__Saved entries__:
────────────────────────────────────────
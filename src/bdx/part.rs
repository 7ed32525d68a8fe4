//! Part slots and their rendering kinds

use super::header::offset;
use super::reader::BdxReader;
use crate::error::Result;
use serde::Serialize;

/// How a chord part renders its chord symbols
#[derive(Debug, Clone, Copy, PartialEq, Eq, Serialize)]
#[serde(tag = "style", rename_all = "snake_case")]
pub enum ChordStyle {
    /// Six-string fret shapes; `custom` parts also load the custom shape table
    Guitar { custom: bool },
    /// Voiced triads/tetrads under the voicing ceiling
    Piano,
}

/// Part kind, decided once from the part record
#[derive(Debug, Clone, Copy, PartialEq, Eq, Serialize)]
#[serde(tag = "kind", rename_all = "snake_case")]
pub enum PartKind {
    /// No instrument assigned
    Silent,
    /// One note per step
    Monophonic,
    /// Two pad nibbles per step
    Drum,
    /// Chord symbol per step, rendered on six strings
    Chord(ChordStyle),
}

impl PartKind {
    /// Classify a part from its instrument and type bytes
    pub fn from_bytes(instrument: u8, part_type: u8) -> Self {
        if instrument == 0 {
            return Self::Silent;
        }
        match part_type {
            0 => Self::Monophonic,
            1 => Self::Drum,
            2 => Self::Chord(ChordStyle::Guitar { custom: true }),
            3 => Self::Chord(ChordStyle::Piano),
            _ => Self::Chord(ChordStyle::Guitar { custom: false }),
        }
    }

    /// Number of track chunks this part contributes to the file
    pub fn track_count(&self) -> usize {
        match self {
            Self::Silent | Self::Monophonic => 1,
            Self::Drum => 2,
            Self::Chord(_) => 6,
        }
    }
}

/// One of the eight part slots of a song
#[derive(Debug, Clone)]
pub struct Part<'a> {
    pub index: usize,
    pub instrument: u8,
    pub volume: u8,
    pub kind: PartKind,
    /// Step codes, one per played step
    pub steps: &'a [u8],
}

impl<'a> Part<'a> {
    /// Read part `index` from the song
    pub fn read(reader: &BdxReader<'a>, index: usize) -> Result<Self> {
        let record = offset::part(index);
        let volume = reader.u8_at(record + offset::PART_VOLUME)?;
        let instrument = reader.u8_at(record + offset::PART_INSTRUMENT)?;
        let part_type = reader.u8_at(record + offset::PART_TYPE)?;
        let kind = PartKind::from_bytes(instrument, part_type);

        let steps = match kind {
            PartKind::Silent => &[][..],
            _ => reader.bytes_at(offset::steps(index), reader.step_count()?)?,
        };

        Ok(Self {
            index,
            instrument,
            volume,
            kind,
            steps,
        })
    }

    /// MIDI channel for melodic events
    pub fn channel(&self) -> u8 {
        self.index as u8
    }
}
────────────────────────────────────────
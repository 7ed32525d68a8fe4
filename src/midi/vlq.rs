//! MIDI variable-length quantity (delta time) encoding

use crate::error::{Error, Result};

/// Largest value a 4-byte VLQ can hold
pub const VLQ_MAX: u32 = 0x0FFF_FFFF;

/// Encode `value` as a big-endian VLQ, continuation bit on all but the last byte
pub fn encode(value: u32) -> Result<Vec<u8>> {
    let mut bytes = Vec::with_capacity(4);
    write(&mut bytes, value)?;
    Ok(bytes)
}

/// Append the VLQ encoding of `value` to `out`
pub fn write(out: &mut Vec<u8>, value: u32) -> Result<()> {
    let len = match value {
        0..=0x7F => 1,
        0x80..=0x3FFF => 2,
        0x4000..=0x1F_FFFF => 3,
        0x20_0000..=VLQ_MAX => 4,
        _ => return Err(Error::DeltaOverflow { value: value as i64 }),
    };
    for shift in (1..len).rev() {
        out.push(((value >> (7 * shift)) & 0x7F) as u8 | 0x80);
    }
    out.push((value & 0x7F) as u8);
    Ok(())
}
────────────────────────────────────────
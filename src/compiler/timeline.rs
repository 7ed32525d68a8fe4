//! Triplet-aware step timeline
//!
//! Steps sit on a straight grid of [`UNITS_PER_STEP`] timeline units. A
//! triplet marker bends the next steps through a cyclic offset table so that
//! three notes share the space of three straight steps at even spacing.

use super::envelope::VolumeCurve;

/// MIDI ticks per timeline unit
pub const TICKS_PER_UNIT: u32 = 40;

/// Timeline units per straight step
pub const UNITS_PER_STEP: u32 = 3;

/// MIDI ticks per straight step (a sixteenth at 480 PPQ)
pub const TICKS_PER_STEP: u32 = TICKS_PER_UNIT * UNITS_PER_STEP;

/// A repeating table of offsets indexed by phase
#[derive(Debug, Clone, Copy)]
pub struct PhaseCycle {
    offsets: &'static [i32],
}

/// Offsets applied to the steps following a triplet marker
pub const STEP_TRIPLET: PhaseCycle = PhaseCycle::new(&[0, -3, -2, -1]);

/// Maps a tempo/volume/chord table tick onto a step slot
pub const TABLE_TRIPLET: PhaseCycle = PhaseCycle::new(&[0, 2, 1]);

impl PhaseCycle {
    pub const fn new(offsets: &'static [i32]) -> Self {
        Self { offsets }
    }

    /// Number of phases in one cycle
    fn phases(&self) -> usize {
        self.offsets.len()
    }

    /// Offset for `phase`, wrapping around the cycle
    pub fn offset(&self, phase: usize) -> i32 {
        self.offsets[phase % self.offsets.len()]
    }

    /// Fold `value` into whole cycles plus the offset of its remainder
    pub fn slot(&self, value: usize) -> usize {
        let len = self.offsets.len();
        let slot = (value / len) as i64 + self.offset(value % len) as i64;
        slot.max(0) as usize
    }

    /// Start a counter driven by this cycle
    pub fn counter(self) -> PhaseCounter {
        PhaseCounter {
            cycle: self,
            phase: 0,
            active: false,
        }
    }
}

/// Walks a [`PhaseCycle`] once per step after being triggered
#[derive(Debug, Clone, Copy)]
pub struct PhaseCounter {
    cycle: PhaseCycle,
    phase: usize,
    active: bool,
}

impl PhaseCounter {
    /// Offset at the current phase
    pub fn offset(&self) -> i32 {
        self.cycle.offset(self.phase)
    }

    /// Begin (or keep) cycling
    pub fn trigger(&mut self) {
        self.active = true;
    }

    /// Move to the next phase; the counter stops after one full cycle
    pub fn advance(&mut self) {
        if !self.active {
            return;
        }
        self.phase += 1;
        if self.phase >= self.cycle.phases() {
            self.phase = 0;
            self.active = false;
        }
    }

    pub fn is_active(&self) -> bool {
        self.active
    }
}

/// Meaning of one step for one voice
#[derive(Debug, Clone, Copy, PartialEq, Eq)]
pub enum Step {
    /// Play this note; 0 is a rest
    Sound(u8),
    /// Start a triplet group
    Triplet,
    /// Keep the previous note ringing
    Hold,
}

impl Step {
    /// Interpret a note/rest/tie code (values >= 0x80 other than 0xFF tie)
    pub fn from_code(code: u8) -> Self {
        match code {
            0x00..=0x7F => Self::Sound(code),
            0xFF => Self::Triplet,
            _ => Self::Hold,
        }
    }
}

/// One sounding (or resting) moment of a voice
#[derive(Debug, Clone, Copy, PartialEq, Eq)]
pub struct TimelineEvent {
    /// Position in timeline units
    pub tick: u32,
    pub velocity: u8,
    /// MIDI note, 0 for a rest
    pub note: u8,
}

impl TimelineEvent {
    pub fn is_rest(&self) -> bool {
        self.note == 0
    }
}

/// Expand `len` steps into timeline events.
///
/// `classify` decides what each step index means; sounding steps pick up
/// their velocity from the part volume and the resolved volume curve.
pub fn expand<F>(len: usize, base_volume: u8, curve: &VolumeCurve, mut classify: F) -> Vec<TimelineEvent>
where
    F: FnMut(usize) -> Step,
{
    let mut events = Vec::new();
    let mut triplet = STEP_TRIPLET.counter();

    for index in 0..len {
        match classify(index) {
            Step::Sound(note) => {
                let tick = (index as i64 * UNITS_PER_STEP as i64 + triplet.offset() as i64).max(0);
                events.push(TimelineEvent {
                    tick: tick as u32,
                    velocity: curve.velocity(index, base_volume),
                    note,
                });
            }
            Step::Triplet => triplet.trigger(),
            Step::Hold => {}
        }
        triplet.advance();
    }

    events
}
────────────────────────────────────────
__WORK REQUEST__: Word for word, restate the lines above from the line containing "the part record" through the line containing "and type bytes", with both included and nothing else.

__REPLY TO THE EXERCISE__:
/// Part kind, decided once from the part record
#[derive(Debug, Clone, Copy, PartialEq, Eq, Serialize)]
#[serde(tag = "kind", rename_all = "snake_case")]
pub enum PartKind {
    /// No instrument assigned
    Silent,
    /// One note per step
    Monophonic,
    /// Two pad nibbles per step
    Drum,
    /// Chord symbol per step, rendered on six strings
    Chord(ChordStyle),
}

impl PartKind {
    /// Classify a part from its instrument and type bytes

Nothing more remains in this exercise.